Terms & Conditions
Terms and Conditions of Sale for Nicholls & Clarke Glass Limited
These terms do not apply if you are a consumer and for this purpose a consumer means any natural person acting for purposes outside his trade, business or profession.
Health & Safety information about the use of the goods is provided and it is your responsibility to bring this to the attention of the user of the goods.
In these Sale Terms:
"We" and "Us" means Nicholls & Clarke Glass Limited and its employees and agents and "Our" shall be interpreted accordingly
"You" means the person their employees and agents seeking to purchase Goods from Us and "Your" shall be interpreted accordingly
"the Goods" means the goods and/or services to be supplied by Us.
"the Terms" means these terms and any special terms agreed in writing between You and Us
"the Contract" means the contract for the supply of Goods incorporating these Terms.
2 Application and variation of these conditions
Unless otherwise expressly agreed in writing by Us, these Conditions apply to any contract between Nicholls & Clarke Glass Limited (the Seller) and the Buyer for the supplier of goods ("Contract'') and supersede any earlier Conditions issued by Us and shall override any terms and conditions of the Buyer.
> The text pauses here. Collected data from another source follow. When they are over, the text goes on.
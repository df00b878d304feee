//! Filter registry
//!
//! The named operations a configuration template can call. The registry is
//! built once, holds plain function pointers and is never mutated, so a
//! single instance can be shared by reference across rendering threads.
//! Each invocation receives the snapshot through a [`FilterContext`];
//! filters keep no state of their own.

use std::collections::BTreeMap;
use std::net::IpAddr;

use tracing::debug;

use peering_common::{IpFamily, PeeringError, PeeringResult};

use crate::{
    cisco_type7_encrypt, connections, direct_peers, ip, iter_export_policies,
    iter_import_policies, ixp_peers, length, merge_export_policies, merge_import_policies,
    prefix_list, route_server, safe_string, sessions, AutonomousSystem, BgpSession,
    ConnectionScope, InternetExchange, Lookup, PeeringGraph, Router, Value,
};

/// Positional or keyword argument of a template filter call
#[derive(Debug, Clone)]
pub struct Arg {
    pub name: Option<String>,
    pub value: Value,
}

impl Arg {
    /// A bare positional argument
    pub fn positional(value: Value) -> Self {
        Self { name: None, value }
    }

    /// A keyword argument
    pub fn named(name: &str, value: Value) -> Self {
        Self {
            name: Some(name.to_string()),
            value,
        }
    }
}

/// Per-invocation state handed to every filter
#[derive(Debug, Clone, Copy)]
pub struct FilterContext<'a> {
    graph: &'a PeeringGraph,
}

impl<'a> FilterContext<'a> {
    /// Wrap the snapshot for one rendering pass
    pub fn new(graph: &'a PeeringGraph) -> Self {
        Self { graph }
    }

    /// The snapshot being rendered from
    pub fn graph(&self) -> &'a PeeringGraph {
        self.graph
    }
}

/// Signature shared by every registered filter
pub type FilterFn = fn(&FilterContext, &Value, &[Arg]) -> PeeringResult<Value>;

/// Immutable name-to-filter mapping for the template renderer
///
/// Constructed explicitly and passed by reference to the rendering
/// subsystem; there is no ambient global lookup.
#[derive(Debug, Clone)]
pub struct FilterRegistry {
    entries: BTreeMap<&'static str, FilterFn>,
}

impl FilterRegistry {
    /// Build the standard filter set
    pub fn new() -> Self {
        let mut entries: BTreeMap<&'static str, FilterFn> = BTreeMap::new();
        for (name, filter) in [
            ("ipv4", filter_ipv4 as FilterFn),
            ("ipv6", filter_ipv6),
            ("ip_version", filter_ip_version),
            ("local_ips", filter_local_ips),
            ("max_prefix", filter_max_prefix),
            ("filter", filter_filter),
            ("length", filter_length),
            ("iterate", filter_iterate),
            ("iter_export_policies", filter_iter_export_policies),
            ("iter_import_policies", filter_iter_import_policies),
            ("merge_export_policies", filter_merge_export_policies),
            ("merge_import_policies", filter_merge_import_policies),
            ("sessions", filter_sessions),
            ("route_server", filter_route_server),
            ("direct_peers", filter_direct_peers),
            ("ixp_peers", filter_ixp_peers),
            ("connections", filter_connections),
            ("prefix_list", filter_prefix_list),
            ("safe_string", filter_safe_string),
            ("cisco_password", filter_cisco_password),
            ("tags", filter_tags),
        ] {
            entries.insert(name, filter);
        }
        Self { entries }
    }

    /// Look a filter up by name
    pub fn get(&self, name: &str) -> PeeringResult<FilterFn> {
        self.entries
            .get(name)
            .copied()
            .ok_or_else(|| PeeringError::UnknownFilter(name.to_string()))
    }

    /// Registered names, in stable order
    pub fn names(&self) -> impl Iterator<Item = &'static str> + '_ {
        self.entries.keys().copied()
    }

    /// Number of registered filters
    pub fn len(&self) -> usize {
        self.entries.len()
    }

    /// True when no filters are registered
    pub fn is_empty(&self) -> bool {
        self.entries.is_empty()
    }

    /// Invoke a filter the way a template does: subject first, then args
    pub fn apply(
        &self,
        ctx: &FilterContext,
        name: &str,
        subject: &Value,
        args: &[Arg],
    ) -> PeeringResult<Value> {
        debug!("applying filter {} to {}", name, subject.kind());
        (self.get(name)?)(ctx, subject, args)
    }
}

impl Default for FilterRegistry {
    fn default() -> Self {
        Self::new()
    }
}

/// Family argument of a query filter, resolved permissively
enum FamilyArg {
    /// No family given: no filtering
    Unspecified,
    /// A supported family
    Family(IpFamily),
    /// An unsupported value: matches nothing
    NoMatch,
}

fn family_arg(args: &[Arg]) -> FamilyArg {
    match lookup_arg(args, "family") {
        None => FamilyArg::Unspecified,
        Some(Value::Int(v)) => match IpFamily::from_value(*v) {
            Some(family) => FamilyArg::Family(family),
            None => FamilyArg::NoMatch,
        },
        Some(_) => FamilyArg::NoMatch,
    }
}

/// First argument named `name`, or the first positional one
fn lookup_arg<'a>(args: &'a [Arg], name: &str) -> Option<&'a Value> {
    args.iter()
        .find(|a| a.name.as_deref() == Some(name))
        .or_else(|| args.iter().find(|a| a.name.is_none()))
        .map(|a| &a.value)
}

fn subject_session<'v>(
    filter: &'static str,
    subject: &'v Value,
) -> PeeringResult<BgpSession<'v>> {
    subject.as_session().ok_or(PeeringError::InvalidSubject {
        filter,
        subject: subject.kind(),
    })
}

fn subject_exchange<'v>(
    filter: &'static str,
    subject: &'v Value,
) -> PeeringResult<&'v InternetExchange> {
    match subject {
        Value::InternetExchange(exchange) => Ok(exchange),
        other => Err(PeeringError::InvalidSubject {
            filter,
            subject: other.kind(),
        }),
    }
}

fn subject_router<'v>(filter: &'static str, subject: &'v Value) -> PeeringResult<&'v Router> {
    match subject {
        Value::Router(router) => Ok(router),
        other => Err(PeeringError::InvalidSubject {
            filter,
            subject: other.kind(),
        }),
    }
}

fn subject_autonomous_system<'v>(
    filter: &'static str,
    subject: &'v Value,
) -> PeeringResult<&'v AutonomousSystem> {
    match subject {
        Value::AutonomousSystem(autonomous_system) => Ok(autonomous_system),
        other => Err(PeeringError::InvalidSubject {
            filter,
            subject: other.kind(),
        }),
    }
}

fn policy_values(policies: Vec<&crate::RoutingPolicy>) -> Value {
    Value::List(policies.into_iter().cloned().map(Value::Policy).collect())
}

fn filter_ipv4(_ctx: &FilterContext, subject: &Value, _args: &[Arg]) -> PeeringResult<Value> {
    let is_v4 = match subject {
        Value::Str(s) => ip::is_ipv4(s),
        Value::Ip(addr) => matches!(addr, IpAddr::V4(_)),
        _ => false,
    };
    Ok(Value::Bool(is_v4))
}

fn filter_ipv6(_ctx: &FilterContext, subject: &Value, _args: &[Arg]) -> PeeringResult<Value> {
    let is_v6 = match subject {
        Value::Str(s) => ip::is_ipv6(s),
        Value::Ip(addr) => matches!(addr, IpAddr::V6(_)),
        _ => false,
    };
    Ok(Value::Bool(is_v6))
}

fn filter_ip_version(_ctx: &FilterContext, subject: &Value, _args: &[Arg]) -> PeeringResult<Value> {
    let family = match subject {
        Value::Ip(addr) => IpFamily::of(*addr),
        Value::Str(s) => ip::ip_version_of(s)?,
        other => match other.as_session() {
            Some(session) => session.family(),
            None => {
                return Err(PeeringError::InvalidSubject {
                    filter: "ip_version",
                    subject: other.kind(),
                })
            }
        },
    };
    Ok(Value::Int(i64::from(family.value())))
}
These Conditions are open to negotiation before the Buyer's order is accepted (whether or not in writing) by Us, which negotiation may result in change to any price published or earlier referred to.
Prices are subject to withdrawal without notice, and unless agreed otherwise in writing, goods will be invoiced at the prices ruling at the date of delivery. There are minimum area and shape charges which vary according to the goods ordered and shall be notified to You as appropriate. Prices quoted are exclusive of VAT. In addition to the price, an energy surcharge shall be payable. The circumstances in which an energy surcharge is payable and the amount thereof can be obtained from Us on request.
(a) Time of payment shall be of the essence of any Contract. For an account Your payment is due on or before the last day of the month next following the month in which despatch is made unless otherwise agreed. If You make default on payment, payment in respect of all goods delivered but not paid for shall immediately become due and payment in respect of any goods delivered during the continuance of any such default shall become due immediately upon delivery.
(b) Non account holding Buyers will be required to pay the whole purchase price of the goods before the goods are manufactured and/or delivered.
(c) Any previously agreed prompt payment discount will only be allowed provided that no payments required of You in respect of any Contract are overdue.
(d) Interest shall be payable on overdue payments in accordance with the Late Payments of Commercial Debts (Interest) Act 1998.
(e) No retentions are permissible and You have no right to set off disputed moneys whether or not in respect of goods under any Contract to which these Conditions apply.
(f) We may at any time suspend the performance of any obligations under any Contract until We are satisfied that You are able to pay, or have given security for payment, for the goods.
(a) Notwithstanding delivery and the passing of risk in the goods, or any other provision of these Conditions, the property in the goods shall not pass to You until We have received in cash or cleared funds, payment in full of the price of the goods and all other goods agreed to be sold by Us to You for which payment is then due.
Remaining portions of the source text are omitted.